Where healthcare supply chains are most vulnerable

Canadian hospitals, purchasing groups, and other healthcare organizations rely on global supply chains to procure large volumes of medical devices, PPE, surgical instruments, pharmaceuticals, and textiles from abroad, which carry risks associated with modern slavery. Documented cases of forced and child labour have recently surfaced within healthcare supply chains connected to Canadian organizations.
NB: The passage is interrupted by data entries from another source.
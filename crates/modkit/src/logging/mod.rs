//! Logging glue.
//!
//! Messages go through an injected [`LogSink`] (by default [`TracingSink`],
//! which forwards to `tracing`). Debug output is controlled at runtime by
//! [`crate::config::LogConfig::debug`] rather than at build time.

mod debug;
mod logger;

use std::time::Duration;

use serde::{Deserialize, Serialize};
use strum::{Display, EnumString, IntoStaticStr};
use tracing::{error, info, warn};

pub use debug::DebugLogger;
pub use logger::Logger;

/// Severity channel of a posted message
#[derive(
    Debug,
    Clone,
    Copy,
    PartialEq,
    Eq,
    Hash,
    Default,
    Serialize,
    Deserialize,
    EnumString,
    IntoStaticStr,
    Display,
)]
pub enum LogChannel {
    #[default]
    Log,
    Warning,
    Error,
}

/// Destination for log messages
pub trait LogSink: Send + Sync {
    fn post(&self, channel: LogChannel, message: &str);
}

/// Forwards messages to `tracing` under the `modkit` target
#[derive(Debug, Clone, Copy, Default)]
pub struct TracingSink;

impl LogSink for TracingSink {
    fn post(&self, channel: LogChannel, message: &str) {
        match channel {
            LogChannel::Log => info!(target: "modkit", "{}", message),
            LogChannel::Warning => warn!(target: "modkit", "{}", message),
            LogChannel::Error => error!(target: "modkit", "{}", message),
        }
    }
}

/// Screen position of an on-screen message
#[derive(Debug, Clone, Copy, PartialEq, Eq, Hash, Default, Serialize, Deserialize)]
pub enum ScreenMessageStyle {
    UpperLeft,
    UpperCenter,
    #[default]
    UpperRight,
    LowerCenter,
}

/// The host's on-screen message area
pub trait ScreenMessages: Send + Sync {
    fn post_screen_message(&self, message: &str, duration: Duration, style: ScreenMessageStyle);
}
//! Format a single number.

use modkit::Config;
use modkit::si::{FormatSpec, MagnitudeRange, format_si};
use tracing::debug;

/// Format `value`; a `min` or `max` switches to the bounded form
pub fn run(
    config: &Config,
    value: f64,
    digits: Option<u32>,
    min: Option<i32>,
    max: Option<i32>,
) -> String {
    let default = config.default_spec();
    let digits = digits.unwrap_or(default.digits);
    let spec = if min.is_some() || max.is_some() {
        let range = MagnitudeRange::default();
        FormatSpec::bounded(
            digits,
            min.unwrap_or(range.min),
            max.unwrap_or(range.max),
        )
    } else {
        FormatSpec::new(digits)
    };

    debug!("Formatting {} with {}", value, spec);
    format_si(value, &spec)
}
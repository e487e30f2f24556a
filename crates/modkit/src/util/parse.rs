use std::fmt::Display;
use std::str::FromStr;

use tracing::warn;

/// Last path segment of `T`'s type name, without generic arguments
pub fn short_type_name<T: ?Sized>() -> &'static str {
    let full = std::any::type_name::<T>();
    let base = full.split('<').next().unwrap_or(full);
    base.rsplit("::").next().unwrap_or(base)
}

/// Parse `text` into `T`, falling back to `T::default()`.
///
/// Returns the value and whether parsing succeeded. Failures are logged as
/// warnings tagged with the target type.
pub fn try_parse_enum<T>(text: &str) -> (T, bool)
where
    T: FromStr + Default,
    T::Err: Display,
{
    match text.parse::<T>() {
        Ok(value) => (value, true),
        Err(e) => {
            warn!(
                "[{}] failed to parse value '{}': {}",
                short_type_name::<T>(),
                text,
                e
            );
            (T::default(), false)
        }
    }
}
Read about recent examples of healthcare supply chain vulnerabilities

Medical gloves. Malaysia, which supplies about 70 per cent of the world's rubber gloves, has faced repeated forced labour allegations. Major manufacturers in the sector were accused of exploitative practices, leading to import bans in the United States. In 2022, Canadian organizations terminated two major contracts worth $222 million over similar concerns.

Scalpels, medical instruments, and textiles. In 2015, surgical instruments used by the U.K.'s National Health Service (NHS) were linked to child labour in Pakistan, where children as young as 11 were reported working. By 2024, the U.K. government found over 21 per cent of NHS suppliers at "high risk" of modern slavery for items like instruments, gloves, gowns, and masks.

Increasing border enforcement and compliance risks

CBSA enforcement actions have recently increased, with product detentions due to concerns related to modern slavery increasing from one in 2024 to nearly 50 in 2025. Nine of those seized shipments were ultimately denied entry into Canada.

Read more about enforcement and compliance risks

Healthcare organizations face several risks arising from their unique supply chains, including:

  1. Shipments of products destined for hospital or clinic use being seized and detained for many months, meaning that they would not be available for hospital use during this time (and could ultimately be denied entry). The Canadian government has committed $617.7 million over five years, starting in 2025-26, with $198.3 million ongoing for the CBSA to increase its capacity to detect and intercept illicit goods, and defend Canadian industries by enforcing import measures. Healthcare organizations should not assume their supply chains will indefinitely avoid scrutiny if compliance gaps exist, particularly as enforcement capacity expands.
  2. The revelation that equipment in use by the healthcare provider was produced in conditions of forced or child labour, and the provider did not have a due diligence framework in place to detect, prevent and address these risks, which could cause serious reputational harm to a healthcare organization.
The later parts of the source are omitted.